* **Task requirements**: Within the data that follows, set down exactly the lines from the one containing "self.block_config = f;" through the one containing "pub fn register_loop(&mut", both ends included.

* **Records for this task**:
########################################

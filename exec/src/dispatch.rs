//! Runtime dispatcher.
//!
//! Owns the code buffer, the block cache and the runtime-data cells.
//! Each step derives the current mode key, runs the cached block for
//! (PC, mode) or compiles one, and post-processes the exit: observed
//! program-memory writes invalidate the whole cache (coarse on purpose
//! — no stale code may survive a write to the code it came from), and
//! pending interrupts are serviced only at block boundaries.

use std::collections::{HashMap, HashSet, VecDeque};
use std::io;

use d56jit_backend::x86_64::stubs;
use d56jit_backend::{
    build_block, BlockFlags, BuildEnv, CodeBuffer, CompiledBlock, EngineStubs, HostCaps, JitError,
    MemParams, NativeCtx, OpEmitter, RuntimeData, ADDR_INVALID,
};
use d56jit_core::{DspState, InterruptSink, JitConfig, JitMode, Memory, Peripherals};
use tracing::{debug, trace};

use crate::cache::BlockCache;

/// Refuse to compile with less than this much buffer left; the cache is
/// flushed instead and compilation starts over into a fresh buffer.
const MIN_CODE_BUF_REMAINING: usize = 64 * 1024;

/// Per-address configuration override, consulted before each
/// compilation.
pub type BlockConfigFn = Box<dyn Fn(u32) -> Option<JitConfig>>;

/// What one dispatcher step did.
#[derive(Debug, Clone, Copy, PartialEq, Eq)]
pub enum StepOutcome {
    /// A cached block ran.
    Cached,
    /// A block was compiled, then ran.
    Compiled,
    /// Nothing to compile; one instruction was interpreted.
    Interpreted,
}

/// Running totals, for tests and diagnostics.
#[derive(Debug, Default, Clone, Copy)]
pub struct JitStats {
    pub blocks_compiled: u64,
    pub blocks_executed: u64,
    pub instructions_interpreted: u64,
    pub cache_invalidations: u64,
}

pub struct Jit {
    buf: CodeBuffer,
    stubs: EngineStubs,
    caps: HostCaps,
    cache: BlockCache,
    config: JitConfig,
    block_config: Option<BlockConfigFn>,
    runtime: Box<RuntimeData>,
    volatile_p: HashSet<u32>,
    loop_ends: HashMap<u32, u32>,
    pending_interrupts: VecDeque<u32>,
    stats: JitStats,
}

impl Jit {
    pub fn new(config: JitConfig) -> io::Result<Self> {
        let mut buf = CodeBuffer::with_default_size()?;
        let stubs = stubs::emit_stubs(&mut buf);
        Ok(Self {
            buf,
            stubs,
            caps: HostCaps::detect(),
            cache: BlockCache::new(),
            config,
            block_config: None,
            runtime: RuntimeData::new(),
            volatile_p: HashSet::new(),
            loop_ends: HashMap::new(),
            pending_interrupts: VecDeque::new(),
            stats: JitStats::default(),
        })
    }

    /// Install a per-address configuration override.
    pub fn set_block_config(&mut self, f: Option<BlockConfigFn>) {
        self.block_config = f;
    }

    pub fn stats(&self) -> JitStats {
        self.stats
    }

    pub fn cached_blocks(&self) -> usize {
        self.cache.block_count()
    }

    /// Register a hardware loop's end/start pair. Loop instructions
    /// must call this before a block can attach the loop-closing exit.
    pub fn register_loop(&mut self, end: u32, start: u32) {
        self.loop_ends.insert(end, start);
    }

    /// Flag a program-memory address as self-modified; blocks there
    /// are compiled one instruction at a time from now on.
    pub fn mark_volatile(&mut self, addr: u32) {
        self.volatile_p.insert(addr);
    }

    pub fn is_volatile(&self, addr: u32) -> bool {
        self.volatile_p.contains(&addr)
    }

    /// Drop every compiled block and reclaim the code buffer.
    pub fn invalidate_all(&mut self) {
        self.cache.clear();
        self.buf.truncate(self.stubs.code_start);
        self.stats.cache_invalidations += 1;
        debug!("block cache invalidated");
    }

    /// Range invalidation: coarse like the rest of the cache — clears
    /// everything — but additionally marks the range volatile so
    /// recompiled code there stays single-instruction.
    pub fn invalidate_range(&mut self, start: u32, len: u32) {
        for addr in start..start.saturating_add(len) {
            self.volatile_p.insert(addr);
        }
        self.invalidate_all();
    }

    /// Compile a block at `pc` against the current mode, inserting it
    /// into the cache unless it is an uncacheable single-instruction
    /// volatile block.
    pub fn compile(
        &mut self,
        state: &DspState,
        mem: &Memory,
        emitter: &mut dyn OpEmitter,
        pc: u32,
    ) -> Result<CompiledBlock, JitError> {
        let mode = JitMode::from_state(state);

        // Idempotence: compiling a cached (address, mode) pair again
        // returns the existing block.
        if let Some(block) = self.cache.lookup(pc, mode) {
            return Ok(block.clone());
        }

        if self.buf.remaining() < MIN_CODE_BUF_REMAINING {
            debug!("code buffer low, flushing cache");
            self.invalidate_all();
        }
        let config = self
            .block_config
            .as_ref()
            .and_then(|f| f(pc))
            .unwrap_or_else(|| self.config.clone());

        let cache_single = config.cache_single_op_blocks;
        let cache = &self.cache;
        // Occupancy is per (address, mode): a different mode variant at
        // the same address compiles its own chain entry.
        let occupied = move |addr: u32| cache.lookup(addr, mode).is_some();
        let env = BuildEnv {
            mem: MemParams::new(mem, self.runtime.cells().native_ctx),
            memory: mem,
            config,
            mode,
            state,
            volatile_p: &self.volatile_p,
            loop_ends: &self.loop_ends,
            occupied: &occupied,
            cells: self.runtime.cells(),
            epilogue_offset: self.stubs.epilogue_offset,
        };

        let block = build_block(&mut self.buf, emitter, &env, self.caps, pc)?;
        self.stats.blocks_compiled += 1;

        let uncacheable =
            block.insn_count == 1 && self.volatile_p.contains(&block.start) && !cache_single;
        if !uncacheable {
            self.cache.insert(mode, block.clone());
        }
        Ok(block)
    }

    /// Run one compiled block against live state.
    pub fn exec_block(
        &mut self,
        state: &mut DspState,
        mem: &mut Memory,
        periph: &mut dyn Peripherals,
        block: &CompiledBlock,
    ) {
        self.runtime.pmem_write_addr = ADDR_INVALID;

        let mut ctx = NativeCtx::new(mem, periph);
        self.runtime.native_ctx = &mut ctx;

        // SAFETY: `block` was emitted into `self.buf` and finalized;
        // the state pointer is valid for the duration of the call; the
        // native context outlives it.
        unsafe {
            stubs::enter(
                &self.buf,
                self.stubs,
                state as *mut DspState as *mut u8,
                self.buf.ptr_at(block.entry_offset),
            );
        }
        self.runtime.native_ctx = std::ptr::null_mut();
        self.stats.blocks_executed += 1;

        // Self-modification: no stale compiled code survives a write to
        // program memory.
        if block.flags.contains(BlockFlags::WRITE_PMEM) {
            let addr = self.runtime.pmem_write_addr;
            if addr != ADDR_INVALID {
                trace!(addr = format_args!("{addr:#08x}"), "program memory written");
                self.volatile_p.insert(addr);
                self.invalidate_all();
            }
        }
    }

    /// One dispatcher step: service a pending interrupt, then look up,
    /// compile or interpret at the current PC, and execute.
    pub fn step(
        &mut self,
        state: &mut DspState,
        mem: &mut Memory,
        periph: &mut dyn Peripherals,
        emitter: &mut dyn OpEmitter,
    ) -> StepOutcome {
        // Interrupts are only checked between blocks; a block always
        // runs to its single exit.
        if let Some(vector) = self.pending_interrupts.pop_front() {
            trace!(vector, "servicing interrupt");
            state.pc = vector;
        }

        let pc = state.pc;
        let mode = JitMode::from_state(state);

        if let Some(block) = self.cache.lookup(pc, mode).cloned() {
            self.exec_block(state, mem, periph, &block);
            return StepOutcome::Cached;
        }

        match self.compile(state, mem, emitter, pc) {
            Ok(block) => {
                self.exec_block(state, mem, periph, &block);
                StepOutcome::Compiled
            }
            Err(JitError::EmptyBlock(_)) => {
                // Single-step fallback; the interpreter leaves the PC
                // fully updated.
                emitter.interpret(state, mem, periph, pc);
                self.stats.instructions_interpreted += 1;
                StepOutcome::Interpreted
            }
            Err(JitError::BufferFull) => unreachable!("compile self-heals a full buffer"),
        }
    }
}

impl InterruptSink for Jit {
    fn inject_interrupt(&mut self, vector: u32) {
        self.pending_interrupts.push_back(vector);
    }
}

########################################

* **Task solution**:
        self.block_config = f;
    }

    pub fn stats(&self) -> JitStats {
        self.stats
    }

    pub fn cached_blocks(&self) -> usize {
        self.cache.block_count()
    }

    /// Register a hardware loop's end/start pair. Loop instructions
    /// must call this before a block can attach the loop-closing exit.
    pub fn register_loop(&mut self, end: u32, start: u32) {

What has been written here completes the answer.